We do some tests and also encounter the critical exception of Couchbase cluster in prod environment.
The issue summary
One node shutdown wittingly will cause:
- Get ops of the cluster becomes 0
- Some of the putting records will be lost
- Need several minutes to “auto fail-over”, and then the cluster will resume to OK. ( We set auto fail-over time is 30s)
The test environment
- Couchbase 2.2
- 4 nodes
- Replicas: 2
- Every node: 4CPU, 16G memory
- C SDK version: 2.0.6
Testcase 1
Steps:
0. 10m records are set in the cluster, auto fail-over is enabled
- 3 clients to get from cluster
- Shutdown one node unexpectedly (crash)
Result: - All gets encounter timeouts, cannot get any data.
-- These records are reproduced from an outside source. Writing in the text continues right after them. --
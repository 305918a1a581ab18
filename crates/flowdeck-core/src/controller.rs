// ── Flow controller ──
//
// Async owner of a `Session<Flow>`. Actions arrive on an unbounded
// channel and are reduced on a single task; fetch effects run on their
// own tasks and report back as actions. Each observable change is
// published as an immutable `SessionView` snapshot.

use std::sync::Arc;

use tokio::sync::{Mutex, mpsc, oneshot, watch};
use tokio::task::JoinHandle;
use tokio_util::sync::CancellationToken;
use tracing::{debug, info, warn};

use flowdeck_api::transport::{TlsMode, TransportConfig};
use flowdeck_api::{FlowsClient, WsMessage};

use crate::command::{CommandEnvelope, CommandResult, FlowCommand};
use crate::config::{ControllerConfig, TlsVerification};
use crate::error::{CoreError, ErrorKind};
use crate::ingest::Delta;
use crate::model::{Flow, FlowColumn, FlowId};
use crate::session::{Action, Effect, Session, SessionView};
use crate::stream::ViewStream;

const COMMAND_CHANNEL_SIZE: usize = 64;

// ── ControllerState ──────────────────────────────────────────────

/// Lifecycle state observable by consumers.
#[derive(Debug, Clone, Copy, PartialEq, Eq, strum::Display)]
#[strum(serialize_all = "lowercase")]
pub enum ControllerState {
    Idle,
    Running,
    Stopped,
}

// ── FlowController ───────────────────────────────────────────────

/// The main entry point for front ends.
///
/// Cheaply cloneable via `Arc<ControllerInner>`. Owns the session
/// reducer task, the command processor, and the view publisher.
#[derive(Clone)]
pub struct FlowController {
    inner: Arc<ControllerInner>,
}

struct ControllerInner {
    config: ControllerConfig,
    client: FlowsClient,
    state: watch::Sender<ControllerState>,
    view: watch::Sender<Arc<SessionView<Flow>>>,
    action_tx: mpsc::UnboundedSender<Action<Flow>>,
    action_rx: Mutex<Option<mpsc::UnboundedReceiver<Action<Flow>>>>,
    command_tx: mpsc::Sender<CommandEnvelope>,
    command_rx: Mutex<Option<mpsc::Receiver<CommandEnvelope>>>,
    cancel: CancellationToken,
    task_handles: Mutex<Vec<JoinHandle<()>>>,
}

impl FlowController {
    /// Create a controller. Does NOT fetch anything; call
    /// [`start()`](Self::start) to spawn the background tasks.
    pub fn new(config: ControllerConfig) -> Result<Self, CoreError> {
        let client = FlowsClient::new(config.url.as_str(), &build_transport(&config))?;
        let (state, _) = watch::channel(ControllerState::Idle);
        let (view, _) = watch::channel(Arc::new(SessionView::default()));
        let (action_tx, action_rx) = mpsc::unbounded_channel();
        let (command_tx, command_rx) = mpsc::channel(COMMAND_CHANNEL_SIZE);

        Ok(Self {
            inner: Arc::new(ControllerInner {
                config,
                client,
                state,
                view,
                action_tx,
                action_rx: Mutex::new(Some(action_rx)),
                command_tx,
                command_rx: Mutex::new(Some(command_rx)),
                cancel: CancellationToken::new(),
                task_handles: Mutex::new(Vec::new()),
            }),
        })
    }

    pub fn config(&self) -> &ControllerConfig {
        &self.inner.config
    }

    pub fn client(&self) -> &FlowsClient {
        &self.inner.client
    }

    // ── Lifecycle ────────────────────────────────────────────────

    /// Apply the configured filter and sort, spawn the background tasks,
    /// and request the first full fetch.
    ///
    /// Fails with [`CoreError::Compile`] when the configured filter does
    /// not compile. Calling `start` twice is a no-op.
    pub async fn start(&self) -> Result<(), CoreError> {
        if self.inner.cancel.is_cancelled() {
            return Err(CoreError::ControllerStopped);
        }
        let session = initial_session(&self.inner.config)?;

        let Some(action_rx) = self.inner.action_rx.lock().await.take() else {
            debug!("controller already started");
            return Ok(());
        };
        self.inner.view.send_replace(Arc::new(session.view()));

        let mut handles = self.inner.task_handles.lock().await;
        handles.push(tokio::spawn(reducer_task(self.clone(), action_rx, session)));
        if let Some(rx) = self.inner.command_rx.lock().await.take() {
            handles.push(tokio::spawn(command_processor_task(self.clone(), rx)));
        }
        drop(handles);

        let _ = self.inner.state.send(ControllerState::Running);
        self.refresh()?;
        info!(url = %self.inner.config.url, "flow controller started");
        Ok(())
    }

    /// Cancel the background tasks and wait for them to finish.
    pub async fn shutdown(&self) {
        self.inner.cancel.cancel();

        let mut handles = self.inner.task_handles.lock().await;
        for handle in handles.drain(..) {
            let _ = handle.await;
        }

        let _ = self.inner.state.send(ControllerState::Stopped);
        info!("flow controller stopped");
    }

    /// Subscribe to lifecycle state changes.
    pub fn state(&self) -> watch::Receiver<ControllerState> {
        self.inner.state.subscribe()
    }

    // ── Actions ──────────────────────────────────────────────────

    /// Queue an action for the reducer.
    pub fn dispatch(&self, action: Action<Flow>) -> Result<(), CoreError> {
        if self.inner.cancel.is_cancelled() {
            return Err(CoreError::ControllerStopped);
        }
        self.inner
            .action_tx
            .send(action)
            .map_err(|_| CoreError::ControllerStopped)
    }

    pub fn update_filter(&self, filter: Option<String>) -> Result<(), CoreError> {
        self.dispatch(Action::UpdateFilter(filter))
    }

    pub fn update_highlight(&self, highlight: Option<String>) -> Result<(), CoreError> {
        self.dispatch(Action::UpdateHighlight(highlight))
    }

    /// Sort by `column`, or return to arrival order with `None`.
    pub fn sort_by(&self, column: Option<FlowColumn>, descending: bool) -> Result<(), CoreError> {
        self.dispatch(Action::UpdateSorter(
            column.map(|c| c.sort_request(descending)),
        ))
    }

    pub fn select(&self, id: FlowId) -> Result<(), CoreError> {
        self.dispatch(Action::Select(id))
    }

    pub fn select_relative(&self, delta: isize) -> Result<(), CoreError> {
        self.dispatch(Action::SelectRelative(delta))
    }

    /// Request a new full fetch. Responses to older fetches are discarded.
    pub fn refresh(&self) -> Result<(), CoreError> {
        self.dispatch(Action::Refresh)
    }

    /// Feed one decoded push message into the session.
    pub fn handle_ws_message(&self, msg: WsMessage) -> Result<(), CoreError> {
        self.dispatch(Action::WsMessage(Delta::from(msg)))
    }

    /// Feed one raw push frame. Frames that fail to parse are dropped.
    pub fn handle_ws_text(&self, text: &str) -> Result<(), CoreError> {
        match WsMessage::parse(text) {
            Ok(msg) => self.handle_ws_message(msg),
            Err(e) => {
                debug!(error = %e, "dropping unparseable push frame");
                Ok(())
            }
        }
    }

    // ── Views ────────────────────────────────────────────────────

    /// The most recently published view.
    pub fn view(&self) -> Arc<SessionView<Flow>> {
        self.inner.view.borrow().clone()
    }

    pub fn subscribe(&self) -> ViewStream<Flow> {
        ViewStream::new(self.inner.view.subscribe())
    }

    /// Wait until no fetch is in flight and at least one has settled.
    ///
    /// Returns the settling error when the last fetch failed. Never
    /// resolves on a controller that was not started.
    pub async fn wait_synced(&self) -> Result<Arc<SessionView<Flow>>, CoreError> {
        let mut stream = self.subscribe();
        let view = stream
            .wait_for(SessionView::is_synced)
            .await
            .ok_or(CoreError::ControllerStopped)?;
        match &view.error {
            Some(e) if e.kind() == ErrorKind::Transport => Err(e.clone()),
            _ => Ok(view),
        }
    }

    // ── Commands ─────────────────────────────────────────────────

    /// Execute a write command against the server.
    pub async fn execute(&self, cmd: FlowCommand) -> Result<CommandResult, CoreError> {
        if *self.inner.state.borrow() != ControllerState::Running {
            return Err(CoreError::ControllerStopped);
        }

        let (tx, rx) = oneshot::channel();
        self.inner
            .command_tx
            .send(CommandEnvelope {
                command: cmd,
                response_tx: tx,
            })
            .await
            .map_err(|_| CoreError::ControllerStopped)?;
        self.dispatch(Action::RequestAcknowledged)?;

        rx.await.map_err(|_| CoreError::ControllerStopped)?
    }

    /// Execute a command on its own task.
    pub fn spawn_command(&self, cmd: FlowCommand) -> JoinHandle<Result<CommandResult, CoreError>> {
        let ctrl = self.clone();
        tokio::spawn(async move { ctrl.execute(cmd).await })
    }

    // ── One-shot convenience ─────────────────────────────────────

    /// One-shot: start, run closure, shut down.
    pub async fn oneshot<F, Fut, R>(config: ControllerConfig, f: F) -> Result<R, CoreError>
    where
        F: FnOnce(FlowController) -> Fut,
        Fut: std::future::Future<Output = Result<R, CoreError>>,
    {
        let controller = FlowController::new(config)?;
        controller.start().await?;
        let result = f(controller.clone()).await;
        controller.shutdown().await;
        result
    }

    fn run_effect(&self, effect: Effect) {
        match effect {
            Effect::FetchAll { generation } => {
                debug!(generation, "fetching flows");
                let client = self.inner.client.clone();
                let tx = self.inner.action_tx.clone();
                let cancel = self.inner.cancel.clone();
                tokio::spawn(async move {
                    let action = tokio::select! {
                        biased;
                        () = cancel.cancelled() => return,
                        result = client.list_flows() => match result {
                            Ok(records) => Action::Received {
                                generation,
                                items: records.into_iter().map(Flow::from).collect(),
                            },
                            Err(e) => {
                                warn!(generation, error = %e, "flow fetch failed");
                                Action::FetchFailed { generation, error: e.into() }
                            }
                        },
                    };
                    let _ = tx.send(action);
                });
            }
        }
    }
}

// ── Background tasks ─────────────────────────────────────────────

/// Reduce actions one at a time and publish a view after each change.
async fn reducer_task(
    controller: FlowController,
    mut rx: mpsc::UnboundedReceiver<Action<Flow>>,
    mut session: Session<Flow>,
) {
    let cancel = controller.inner.cancel.clone();

    loop {
        tokio::select! {
            biased;
            () = cancel.cancelled() => break,
            action = rx.recv() => {
                let Some(action) = action else { break };
                let version = session.version();
                let (next, effects) = session.reduce(action);
                session = next;

                for effect in effects {
                    controller.run_effect(effect);
                }
                if session.version() != version {
                    controller.inner.view.send_replace(Arc::new(session.view()));
                }
            }
        }
    }
    debug!("reducer task stopped");
}

/// Process commands from the mpsc channel.
async fn command_processor_task(controller: FlowController, mut rx: mpsc::Receiver<CommandEnvelope>) {
    let cancel = controller.inner.cancel.clone();

    loop {
        tokio::select! {
            biased;
            () = cancel.cancelled() => break,
            envelope = rx.recv() => {
                let Some(envelope) = envelope else { break };
                let result = route_command(&controller.inner.client, envelope.command).await;
                let _ = envelope.response_tx.send(result);
            }
        }
    }
}

// ── Command routing ──────────────────────────────────────────────

async fn route_command(client: &FlowsClient, cmd: FlowCommand) -> Result<CommandResult, CoreError> {
    debug!(command = cmd.name(), target = ?cmd.target(), "routing command");

    match cmd {
        FlowCommand::Accept { id } => client.accept(&id.to_path_segment()).await?,
        FlowCommand::Delete { id } => client.delete(&id.to_path_segment()).await?,
        FlowCommand::Duplicate { id } => client.duplicate(&id.to_path_segment()).await?,
        FlowCommand::Replay { id } => client.replay(&id.to_path_segment()).await?,
        FlowCommand::Revert { id } => client.revert(&id.to_path_segment()).await?,
        FlowCommand::Update { id, data } => client.update(&id.to_path_segment(), &data).await?,
        FlowCommand::AcceptAll => client.accept_all().await?,
        FlowCommand::Clear => client.clear().await?,
        FlowCommand::Download => return Ok(CommandResult::Dump(client.download().await?)),
        FlowCommand::Upload { dump } => client.upload(dump).await?,
    }
    Ok(CommandResult::Ok)
}

// ── Helpers ──────────────────────────────────────────────────────

/// Session seeded with the configured filter and sort.
fn initial_session(config: &ControllerConfig) -> Result<Session<Flow>, CoreError> {
    let mut session = Session::for_flows();
    if let Some(filter) = &config.filter {
        session = session.reduce(Action::UpdateFilter(Some(filter.clone()))).0;
        if let Some(e) = session.error() {
            return Err(e.clone());
        }
    }
    if let Some(column) = config.sort {
        session = session
            .reduce(Action::UpdateSorter(Some(column.sort_request(config.descending))))
            .0;
    }
    Ok(session)
}

fn build_transport(config: &ControllerConfig) -> TransportConfig {
    TransportConfig {
        tls: tls_to_transport(&config.tls),
        timeout: config.timeout,
        auth_token: config.auth_token.clone(),
    }
}

fn tls_to_transport(tls: &TlsVerification) -> TlsMode {
    match tls {
        TlsVerification::SystemDefaults => TlsMode::System,
        TlsVerification::CustomCa(path) => TlsMode::CustomCa(path.clone()),
        TlsVerification::DangerAcceptInvalid => TlsMode::DangerAcceptInvalid,
    }
}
- About 4 minutes later, the cluster resume to OK.
Testcase 2
Steps:
0. 10m records are set in the cluster, auto fail-over is enabled
- Start clients to write 500k
- Shutdown one node when writing
Result: - Just the node shutdown, writing ops becomes 0
- After 1 minute the cluster resumes OK
- When checking the data: a) Writing timeouts count is 13 b) 5087 records cannot be found in the 500k c) Some of the originally set 10m records are lost d) The lost records cannot be found even mannually rebalanced.
Attached screenshots:
ops drop to 0 when one node crash
ops resume after 1 minute
one node is fail-over state
after rebalance action, the records count
The count should be: 10m + 500k. From desc of testcase 2 result, Couchbase lost some new data and also old existed data.